死は生まれる前から隣人だ。衰えどころか、ふとん生活の常連だ。最初から持っていないので、健康が失われる恐れなんてない。感染症の流行で健康な人が味わっている感情すら、私にとっては日常の一幕だ。健康を持たないからこそ、穏やかでいられる。
もし生まれる前からやり直せるとしても、私は断るだろう。健康な体は魅力的だが、穏やかな心には劣る。どんなときも平常心でいられる。貧弱体質がくれた最も貴重な宝だ。健康は失う可能性があるが、平常心はあの世まで持っていける。そういう点でも勝っている。

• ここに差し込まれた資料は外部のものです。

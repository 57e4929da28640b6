// Copyright (c) Microsoft Corporation.
// Licensed under the MIT license.

//! The in-memory file system.
//!
//! [`MemoryFileSystem`] is the operation facade: it parses paths, walks the
//! entry tree under the locking protocol of [`walk`], and applies mutations.
//! Per-entry reader-writer locks are acquired strictly root to leaf, which
//! rules out lock cycles inside one walk. Operations touching two paths
//! (copy, rename) additionally serialize through a file-system-wide ordering
//! lock held in write mode; `delete` holds the same lock in read mode so it
//! cannot interleave with a two-path operation in a way that would change
//! the lock order mid-acquisition. Everything else proceeds with only the
//! per-entry locks, so operations on disjoint subtrees run concurrently.

use bitflags::bitflags;
use hashbrown::HashMap;
use std::cmp::Ordering;
use std::fmt;
use std::sync::atomic::{AtomicBool, AtomicU64, Ordering::SeqCst};
use std::sync::Arc;

use parking_lot::RwLock;

use crate::path::{Arg, ArgSealed, MemoryPath};

pub mod attributes;
pub mod builder;
pub mod channel;
pub mod errors;
pub mod matcher;

mod blocks;
mod entry;
mod walk;

#[cfg(test)]
mod tests;

use attributes::{
    AttributeValue, BasicAttributeView, BasicFileAttributes, DosAttributeView, DosFileAttributes,
    FileAttribute, OwnerAttributeView, PosixAttributeView, PosixFileAttributes, UserAttributeView,
};
use blocks::FileStoreState;
use builder::{Collation, NameTransform};
use channel::{ByteChannel, ChannelFlags};
use entry::{EntryCreationContext, EntryKind, EntryRef, MemoryEntry};
use errors::{
    AccessError, AttributeError, ClosedError, CopyError, CreateError, DeleteError, LookupError,
    OpenError, PatternError, ReadLinkError, ResolveError,
};
use matcher::PathMatcher;
use walk::{LockKind, Locked, NameTrail, SeenLinks};

use attributes::AdditionalViews;

/// Kinds of entries in the tree.
#[derive(Copy, Clone, Debug, Eq, PartialEq, Hash)]
#[non_exhaustive]
pub enum FileType {
    RegularFile,
    Directory,
    SymbolicLink,
}

bitflags! {
    /// Options for opening a byte channel.
    ///
    /// With no access option given the channel opens for reading.
    /// `CREATE_NEW` implies `CREATE`; `SYNC`, `DSYNC` and `SPARSE` are
    /// accepted no-ops for an in-memory store.
    #[repr(transparent)]
    #[derive(Copy, Clone, Eq, PartialEq, Hash, Debug)]
    pub struct OpenOptions: u32 {
        const READ = 1 << 0;
        const WRITE = 1 << 1;
        /// Every write goes to the end of file; the cursor can not be moved
        /// explicitly.
        const APPEND = 1 << 2;
        const CREATE = 1 << 3;
        /// Create, failing if the target already exists.
        const CREATE_NEW = 1 << 4;
        /// With write access, set the size to zero on open.
        const TRUNCATE_EXISTING = 1 << 5;
        /// Detach the file from its directory when the channel closes.
        const DELETE_ON_CLOSE = 1 << 6;
        const SPARSE = 1 << 7;
        const SYNC = 1 << 8;
        const DSYNC = 1 << 9;
    }
}

bitflags! {
    /// Access modes accepted by [`MemoryFileSystem::check_access`].
    #[repr(transparent)]
    #[derive(Copy, Clone, Eq, PartialEq, Hash, Debug)]
    pub struct AccessModes: u32 {
        const READ = 1 << 0;
        const WRITE = 1 << 1;
        const EXECUTE = 1 << 2;
    }
}

bitflags! {
    /// Options for [`MemoryFileSystem::copy`] and
    /// [`MemoryFileSystem::rename`].
    #[repr(transparent)]
    #[derive(Copy, Clone, Eq, PartialEq, Hash, Debug)]
    pub struct CopyOptions: u32 {
        const REPLACE_EXISTING = 1 << 0;
        const COPY_ATTRIBUTES = 1 << 1;
    }
}

#[derive(Copy, Clone, Eq, PartialEq)]
enum TwoPathOperation {
    Move,
    Copy,
}

/// An in-process, in-memory file system.
///
/// Cloning is cheap and every clone addresses the same tree; the handle is
/// `Send + Sync` and meant to be shared between threads.
#[derive(Clone)]
pub struct MemoryFileSystem {
    pub(crate) state: Arc<FileSystemState>,
}

pub(crate) struct FileSystemState {
    pub(crate) key: String,
    pub(crate) separator: Arc<str>,
    /// Keyed by the lookup-transformed root key. Immutable after
    /// construction.
    pub(crate) roots: HashMap<String, RootDirectory>,
    /// Lookup keys in declared order, for enumeration.
    pub(crate) root_order: Vec<String>,
    pub(crate) cwd: MemoryPath,
    pub(crate) store_transform: Arc<dyn NameTransform>,
    pub(crate) lookup_transform: Arc<dyn NameTransform>,
    pub(crate) collation: Arc<dyn Collation>,
    pub(crate) views: AdditionalViews,
    pub(crate) supported_views: Vec<String>,
    pub(crate) umask: attributes::PosixPermissions,
    pub(crate) default_user: attributes::UserPrincipal,
    pub(crate) default_group: attributes::GroupPrincipal,
    pub(crate) store: Arc<FileStoreState>,
    /// Two-path operations hold this in write mode for their whole
    /// duration; `delete` holds it in read mode.
    pub(crate) ordering: RwLock<()>,
    pub(crate) open: AtomicBool,
    pub(crate) ids: Arc<AtomicU64>,
}

pub(crate) struct RootDirectory {
    pub(crate) display: Arc<str>,
    pub(crate) dir: EntryRef,
}

impl FileSystemState {
    pub(crate) fn check_open(&self) -> Result<(), ClosedError> {
        if self.open.load(SeqCst) {
            Ok(())
        } else {
            Err(ClosedError)
        }
    }

    /// Parses a path string against the configured roots and separator.
    /// Parsing is total: a string matching no root yields a relative path.
    pub(crate) fn parse_str(&self, path: &str) -> MemoryPath {
        for root in self.roots.values() {
            let root_len = root.display.len();
            if path.len() >= root_len
                && path.is_char_boundary(root_len)
                && self.lookup_transform.transform(&path[..root_len])
                    == self.lookup_transform.transform(&root.display)
            {
                let elements = split_elements(&path[root_len..], &self.separator);
                return MemoryPath::absolute(root.display.clone(), self.separator.clone(), elements)
                    .normalized();
            }
        }
        MemoryPath::relative(
            self.separator.clone(),
            split_elements(path, &self.separator),
        )
    }

    /// Resolves relative paths against the working directory and normalizes.
    pub(crate) fn absolute(&self, path: MemoryPath) -> MemoryPath {
        if path.is_absolute() {
            path.normalized()
        } else {
            self.cwd.join_path(&path).normalized()
        }
    }

    pub(crate) fn creation_context(&self) -> EntryCreationContext {
        EntryCreationContext {
            views: self.views,
            umask: self.umask,
            user: self.default_user.clone(),
            group: self.default_group.clone(),
            store: self.store.clone(),
            ids: self.ids.clone(),
        }
    }

    /// Orders two absolute paths with the configured collation: root, then
    /// element by element, with a proper prefix ordering first.
    pub(crate) fn compare_paths(&self, left: &MemoryPath, right: &MemoryPath) -> Ordering {
        let roots = self
            .collation
            .compare(left.root().unwrap_or(""), right.root().unwrap_or(""));
        if roots != Ordering::Equal {
            return roots;
        }
        for (a, b) in left.elements().iter().zip(right.elements()) {
            let ordering = self.collation.compare(a, b);
            if ordering != Ordering::Equal {
                return ordering;
            }
        }
        left.elements().len().cmp(&right.elements().len())
    }

    /// Whether `prefix` addresses an ancestor-or-self of `path`, comparing
    /// by lookup keys.
    fn is_key_prefix(&self, prefix: &MemoryPath, path: &MemoryPath) -> bool {
        let roots_match = match (prefix.root(), path.root()) {
            (Some(a), Some(b)) => {
                self.lookup_transform.transform(a) == self.lookup_transform.transform(b)
            }
            _ => false,
        };
        roots_match
            && prefix.elements().len() <= path.elements().len()
            && prefix
                .elements()
                .iter()
                .zip(path.elements())
                .all(|(a, b)| {
                    self.lookup_transform.transform(a) == self.lookup_transform.transform(b)
                })
    }
}

fn split_elements(path: &str, separator: &str) -> Vec<String> {
    path.split(separator)
        .filter(|element| !element.is_empty())
        .map(str::to_string)
        .collect()
}

/// Parents of the two endpoints of a copy or rename, write locked. One
/// guard serves both roles when the endpoints share their parent.
enum Parents<'a> {
    Same(&'a mut MemoryEntry),
    Distinct {
        source: &'a mut MemoryEntry,
        target: &'a mut MemoryEntry,
    },
}

impl Parents<'_> {
    fn source(&mut self) -> &mut MemoryEntry {
        match self {
            Parents::Same(parent) => parent,
            Parents::Distinct { source, .. } => source,
        }
    }

    fn target(&mut self) -> &mut MemoryEntry {
        match self {
            Parents::Same(parent) => parent,
            Parents::Distinct { target, .. } => target,
        }
    }
}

貧弱体質が鍛えてくれた数々の能力があったからこそ、病気以外の人生トラブルも潜り抜けることができた。健康な体で生まれていたら、心身ともに耐え切れなかった。心を壊して衰弱死の可能性が大だ。生きていたとしても、穏やかさとは無縁の人生だっただろう。
私にとっては、この体で生まれたことはベストだった。
貧弱体質に感謝だ。
書籍『じぶんをえらんで生まれてきたよ』はその確信を深めてくれた。重い障がいをもったりおくんの言葉だから、素直に心に届いた。おそらく健康な人の言葉だったなら「自分で体験したこともないくせに」という思考がよぎっただろう。
彼だからこそ、届けられる相手がいる。
私も、その一人だったようだ。
強さは正しい。
弱さは間違い。
そんな風に言い切れるほど、
世の中は単純ではない。
自己紹介でもある記事
↓ ランキングに参加中です。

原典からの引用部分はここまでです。